Download LastQuake! In case of an earthquake, you will get alerted and receive information about the event. If you feel an earthquake, you can share your testimony and help us improve our understanding of the felt shaking and the possible damages.

You do not live in an earthquake-prone region:

Download LastQuake to receive information about the earthquakes around the globe. Support our cause and:

- donate to the EMSC to help us improve our free and ad-free services;

- join the LastQuakers community and learn more about earthquake preparedness and response.

Where does data come from?

EMSC exploits two types of data: ​testimonies​ from earthquake witnesses and ​seismic data​ from official institutes.

Felt reports, comments, pictures, and videos are the ​testimonies citizens share with the EMSC via:
- the desktop and mobile ​websites
- LastQuake​ mobile app
- Twitter

Earthquake location, origin time, P- and S-wave arrival times, and magnitude are the ​seismic data ​contributed by more than 150 seismic networks​​ around the world.
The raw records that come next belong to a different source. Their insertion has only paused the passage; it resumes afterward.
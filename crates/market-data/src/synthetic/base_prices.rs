//! Reference prices used to anchor synthetic data.

/// Base price for items missing from [`HISTORY_BASE_PRICES`].
pub const DEFAULT_BASE_PRICE: f64 = 100.0;

/// Listing price range for def/paint pairs missing from [`LISTING_PRICE_RANGES`].
pub const DEFAULT_PRICE_RANGE: PriceRange = PriceRange {
    high_cents: 25_000,
    low_cents: 4_000,
};

/// Base prices keyed by market hash name or Buff163 goods id.
pub const HISTORY_BASE_PRICES: &[(&str, f64)] = &[
    ("★ Karambit | Lore (Battle-Scarred)", 640.0),
    ("★ Karambit | Lore (Factory New)", 2150.0),
    ("★ Karambit | Doppler (Factory New)", 1280.0),
    ("★ Butterfly Knife | Fade (Factory New)", 2450.0),
    ("AWP | Dragon Lore (Factory New)", 11800.0),
    ("AWP | Asiimov (Field-Tested)", 96.0),
    ("AK-47 | Redline (Field-Tested)", 19.5),
    ("AK-47 | Vulcan (Minimal Wear)", 245.0),
    ("M4A4 | Howl (Minimal Wear)", 4300.0),
    ("M4A1-S | Printstream (Field-Tested)", 145.0),
    ("Desert Eagle | Blaze (Factory New)", 520.0),
    ("USP-S | Kill Confirmed (Minimal Wear)", 68.0),
    // Buff163 goods ids, prices in CNY
    ("42567", 4650.0),
    ("33815", 138.0),
    ("35856", 690.0),
];

/// Listing price bounds in cents. `high_cents` applies at the low end of the
/// float range, `low_cents` at the high end.
#[derive(Clone, Copy, Debug, PartialEq, Eq)]
pub struct PriceRange {
    pub high_cents: u64,
    pub low_cents: u64,
}

/// Listing price ranges keyed by `(def_index, paint_index)`.
pub const LISTING_PRICE_RANGES: &[((u32, u32), PriceRange)] = &[
    // Karambit | Lore
    (
        (507, 561),
        PriceRange {
            high_cents: 240_000,
            low_cents: 62_000,
        },
    ),
    // Karambit | Doppler
    (
        (507, 418),
        PriceRange {
            high_cents: 145_000,
            low_cents: 98_000,
        },
    ),
    // AK-47 | Redline
    (
        (7, 282),
        PriceRange {
            high_cents: 4_800,
            low_cents: 1_600,
        },
    ),
    // AWP | Asiimov
    (
        (9, 279),
        PriceRange {
            high_cents: 21_000,
            low_cents: 7_500,
        },
    ),
    // M4A4 | Howl
    (
        (16, 309),
        PriceRange {
            high_cents: 720_000,
            low_cents: 380_000,
        },
    ),
];

/// Look up the base price for an item name or goods id.
///
/// Matching ignores surrounding whitespace and ASCII case.
pub fn base_price_for(key: &str) -> f64 {
    let key = key.trim();
    HISTORY_BASE_PRICES
        .iter()
        .find(|(name, _)| name.eq_ignore_ascii_case(key))
        .map(|(_, price)| *price)
        .unwrap_or(DEFAULT_BASE_PRICE)
}

/// Look up the listing price range for a def/paint pair.
pub fn price_range_for(def_index: u32, paint_index: u32) -> PriceRange {
    LISTING_PRICE_RANGES
        .iter()
        .find(|(key, _)| *key == (def_index, paint_index))
        .map(|(_, range)| *range)
        .unwrap_or(DEFAULT_PRICE_RANGE)
}

#[cfg(test)]
mod tests {
    use super::*;

    #[test]
    fn test_known_and_unknown_items() {
        assert_eq!(base_price_for("AK-47 | Redline (Field-Tested)"), 19.5);
        assert_eq!(base_price_for("  ak-47 | redline (field-tested) "), 19.5);
        assert_eq!(base_price_for("42567"), 4650.0);
        assert_eq!(base_price_for("Sticker | Unknown"), DEFAULT_BASE_PRICE);
        assert_eq!(base_price_for(""), DEFAULT_BASE_PRICE);
    }

    #[test]
    fn test_price_ranges() {
        assert_eq!(price_range_for(507, 561).high_cents, 240_000);
        assert_eq!(price_range_for(0, 0), DEFAULT_PRICE_RANGE);
        for (_, range) in LISTING_PRICE_RANGES {
            assert!(range.high_cents > range.low_cents);
        }
    }
}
LastQuake is a Citizen Science project. Our earthquake witnesses collect and provide us with unique data that is essential to scientific research and public knowledge.

We rely on and trust earthquake witnesses because they voluntarily collaborate to advance earthquake information technology.

What is a seismologist?

Seismologists study the genesis and the propagation of seismic waves in the Earth, from its surface to its core.

Seismic waves can be generated by several, different sources. However, two main sources of seismic waves can be distinguished:
- natural, like earthquakes
- artificial, like underground nuclear tests

In case of an earthquake, seismologists have the task to locate the source, estimate the nature, and evaluate the size (magnitude).

What is a sociologist and why does a seismological centre need one?

Sociologists study human behavior. They observe and analyze how social, religious, political,cultural and economic aspects influence the behavior of groups of people and/or individuals.

Earthquakes are one of the world’s greatest disasters. During an earthquake, emotions such as fear, anxiety, panic, and confusion are quite prevalent among the population. These emotions can lead to a variety of reactions of individuals in response to an emergency situation.

The role of a sociologist within a seismological institution is:
- to study individuals’ perception about the earthquake risk;
- to interpret people’s feelings and behaviors, before, during, and after the earthquake;
- to evaluate people’s interest and commitment in being prepared, in getting information and providing some, in properly responding in case of an emergency.